In the midst of fertility investigations, you’ve diagnosed your patient as having a common chromosome disorder. You may only be concerned about the fertility implications, but this is a combined diagnosis which must be managed sensitively. Sadly, it rarely is.

This is probably the worst possible time for your patient to discover what was wrong with them all those years. As it’s come in the midst of trying to start a family, they will find themselves focussing all their energies in that direction.

Initially, after the shock of the first prognosis has worn off — often, an unsympathetic “get over it” — they may be moved to pursue novel conception interventions privately. If that’s unsuccessful, they may consider fostering or adoption, and thus embark on an emotionally draining assessment.

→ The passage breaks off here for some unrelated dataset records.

use std::sync::Arc;

use chrono::Utc;
use rust_decimal::Decimal;
use sea_orm::sea_query::Expr;
use sea_orm::{
    ActiveModelTrait, ColumnTrait, DatabaseConnection, EntityTrait, QueryFilter, Set, SqlErr,
    TransactionTrait,
};
use serde::Deserialize;
use serde_json::json;
use tracing::{info, instrument, warn};
use utoipa::ToSchema;
use uuid::Uuid;

use crate::entities::{basket, order, settlement};
use crate::errors::ServiceError;
use crate::events::{Event, EventSender};

/// Raw webhook payload as the provider sends it. Everything is optional at
/// the wire level; required fields are enforced when converting to a
/// [`SettlementNotice`].
#[derive(Debug, Clone, Deserialize, ToSchema)]
#[serde(rename_all = "camelCase")]
pub struct ProviderCallback {
    /// Provider-issued transaction reference.
    pub reference: Option<String>,
    /// Order account number this settlement pays.
    pub invoice_id: Option<String>,
    #[schema(value_type = Option<String>, example = "1000")]
    pub amount: Option<Decimal>,
    pub currency: Option<String>,
    pub code: Option<String>,
    pub card_mask: Option<String>,
    pub issuer_bank_country: Option<String>,
    pub ip: Option<String>,
    pub ip_country: Option<String>,
    pub ip_city: Option<String>,
}

/// A validated settlement callback.
#[derive(Debug, Clone)]
pub struct SettlementNotice {
    pub reference: String,
    pub invoice_id: String,
    pub amount: Decimal,
    /// Diagnostic fields carried through as opaque payload.
    pub details: serde_json::Value,
}

impl TryFrom<ProviderCallback> for SettlementNotice {
    type Error = ServiceError;

    fn try_from(cb: ProviderCallback) -> Result<Self, Self::Error> {
        let reference = cb
            .reference
            .filter(|r| !r.is_empty())
            .ok_or_else(|| ServiceError::MalformedCallback("missing reference".to_string()))?;
        let invoice_id = cb
            .invoice_id
            .filter(|i| !i.is_empty())
            .ok_or_else(|| ServiceError::MalformedCallback("missing invoiceId".to_string()))?;
        let amount = cb
            .amount
            .ok_or_else(|| ServiceError::MalformedCallback("missing amount".to_string()))?;

        let details = json!({
            "currency": cb.currency,
            "code": cb.code,
            "cardMask": cb.card_mask,
            "issuerBankCountry": cb.issuer_bank_country,
            "ip": cb.ip,
            "ipCountry": cb.ip_country,
            "ipCity": cb.ip_city,
        });

        Ok(Self {
            reference,
            invoice_id,
            amount,
            details,
        })
    }
}

/// Result of one reconciliation attempt.
#[derive(Debug, Clone, PartialEq, Eq)]
pub enum SettlementOutcome {
    /// Settlement recorded, order marked paid, basket finalized.
    Applied { order_id: Uuid },
    /// This provider reference was already reconciled; redelivery is a
    /// success with no further effect.
    AlreadyProcessed,
}

/// Consumes provider settlement webhooks and advances order and basket
/// state exactly once per provider reference.
pub struct SettlementService {
    db: Arc<DatabaseConnection>,
    event_sender: EventSender,
}

impl SettlementService {
    pub fn new(db: Arc<DatabaseConnection>, event_sender: EventSender) -> Self {
        Self { db, event_sender }
    }

    /// Reconcile one settlement callback against its order.
    ///
    /// Safe under at-least-once delivery: the settlement insert, the order
    /// payment flip and the basket completion flip commit as one atomic
    /// unit, and every write is guarded so only the first delivery applies.
    #[instrument(skip(self, notice), fields(reference = %notice.reference, invoice_id = %notice.invoice_id))]
    pub async fn reconcile(
        &self,
        notice: SettlementNotice,
    ) -> Result<SettlementOutcome, ServiceError> {
        let txn = self.db.begin().await?;

        // Duplicate-delivery fast path.
        let already = settlement::Entity::find()
            .filter(settlement::Column::ProviderReference.eq(&notice.reference))
            .one(&txn)
            .await?;
        if already.is_some() {
            info!("settlement reference already recorded; treating redelivery as success");
            return Ok(SettlementOutcome::AlreadyProcessed);
        }

        let insert = settlement::ActiveModel {
            id: Set(Uuid::new_v4()),
            provider_reference: Set(notice.reference.clone()),
            invoice_id: Set(notice.invoice_id.clone()),
            amount: Set(notice.amount),
            details: Set(Some(notice.details.clone())),
            created_at: Set(Utc::now()),
        }
        .insert(&txn)
        .await;

        // Two deliveries racing past the fast path land here; the unique
        // constraint decides, and the loser is a duplicate, not a failure.
        if let Err(e) = insert {
            return match e.sql_err() {
                Some(SqlErr::UniqueConstraintViolation(_)) => {
                    info!("settlement reference inserted concurrently; treating as duplicate");
                    Ok(SettlementOutcome::AlreadyProcessed)
                }
                _ => Err(e.into()),
            };
        }

        let order_model = match order::Entity::find()
            .filter(order::Column::AccountNumber.eq(&notice.invoice_id))
            .one(&txn)
            .await?
        {
            Some(m) => m,
            None => {
                // Money moved with no matching order. Reject so the provider
                // redelivers once the order commit lands, or a human looks.
                warn!("settlement references unknown invoice");
                return Err(ServiceError::NotFound(format!(
                    "Order with account number {:?} not found",
                    notice.invoice_id
                )));
            }
        };

        // Exact fixed-point equality, no tolerance.
        if order_model.total_amount != notice.amount {
            self.event_sender
                .send(Event::SettlementRejected {
                    provider_reference: notice.reference.clone(),
                    reason: format!(
                        "amount mismatch: order total {}, settled {}",
                        order_model.total_amount, notice.amount
                    ),
                })
                .await;
            return Err(ServiceError::AmountMismatch {
                invoice_id: notice.invoice_id,
                expected: order_model.total_amount,
                received: notice.amount,
            });
        }

        // Guarded flip: only an UNPAID order can become PAID, exactly once.
        let order_flip = order::Entity::update_many()
            .col_expr(
                order::Column::PaymentStatus,
                Expr::value(order::PaymentStatus::Paid),
            )
            .col_expr(order::Column::UpdatedAt, Expr::value(Utc::now()))
            .filter(order::Column::Id.eq(order_model.id))
            .filter(order::Column::PaymentStatus.eq(order::PaymentStatus::Unpaid))
            .exec(&txn)
            .await?;
        if order_flip.rows_affected == 0 {
            self.event_sender
                .send(Event::SettlementRejected {
                    provider_reference: notice.reference.clone(),
                    reason: format!("order {} is already paid", order_model.account_number),
                })
                .await;
            return Err(ServiceError::Conflict(format!(
                "Order {} is already paid",
                order_model.account_number
            )));
        }

        // Conditional basket flip: succeeds only while the basket is still
        // unfinalized and mid-checkout, so two settlements racing on orders
        // tied to one basket cannot both win.
        let basket_flip = basket::Entity::update_many()
            .col_expr(basket::Column::Completed, Expr::value(true))
            .col_expr(basket::Column::UpdatedAt, Expr::value(Utc::now()))
            .filter(basket::Column::UuidId.eq(&order_model.basket_id))
            .filter(basket::Column::Completed.eq(false))
            .filter(basket::Column::CheckoutStage.eq(basket::CheckoutStage::InProgress))
            .exec(&txn)
            .await?;
        if basket_flip.rows_affected == 0 {
            self.event_sender
                .send(Event::SettlementRejected {
                    provider_reference: notice.reference.clone(),
                    reason: format!(
                        "basket {} was already finalized by another settlement",
                        order_model.basket_id
                    ),
                })
                .await;
            return Err(ServiceError::Conflict(format!(
                "Basket {} was already finalized",
                order_model.basket_id
            )));
        }

        txn.commit().await?;

        info!(order_id = %order_model.id, "settlement applied; order paid");

        self.event_sender
            .send(Event::OrderPaid {
                order_id: order_model.id,
                basket_id: order_model.basket_id.clone(),
            })
            .await;

        Ok(SettlementOutcome::Applied {
            order_id: order_model.id,
        })
    }
}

Most likely it will be years before they’re ready to understand the implications of the other elements of this combined diagnosis. By the time they’ve understood that it was more than a fertility or endocrine condition, they will probably have struggled through life as a result of various neurobehavioral and psychosocial difficulties.

I understand interventions are more joined up nowadays. I’m glad. The individual diagnosed in adulthood will have lived with years of insensitivity to that point, be it from peers mocking their face, form and character, or others frustrated with their intellectual and emotional immaturity.

This is the one time sensitivity will make all the difference. This could be the moment they begin to get their life back on track. Or it could be the moment that breaks them.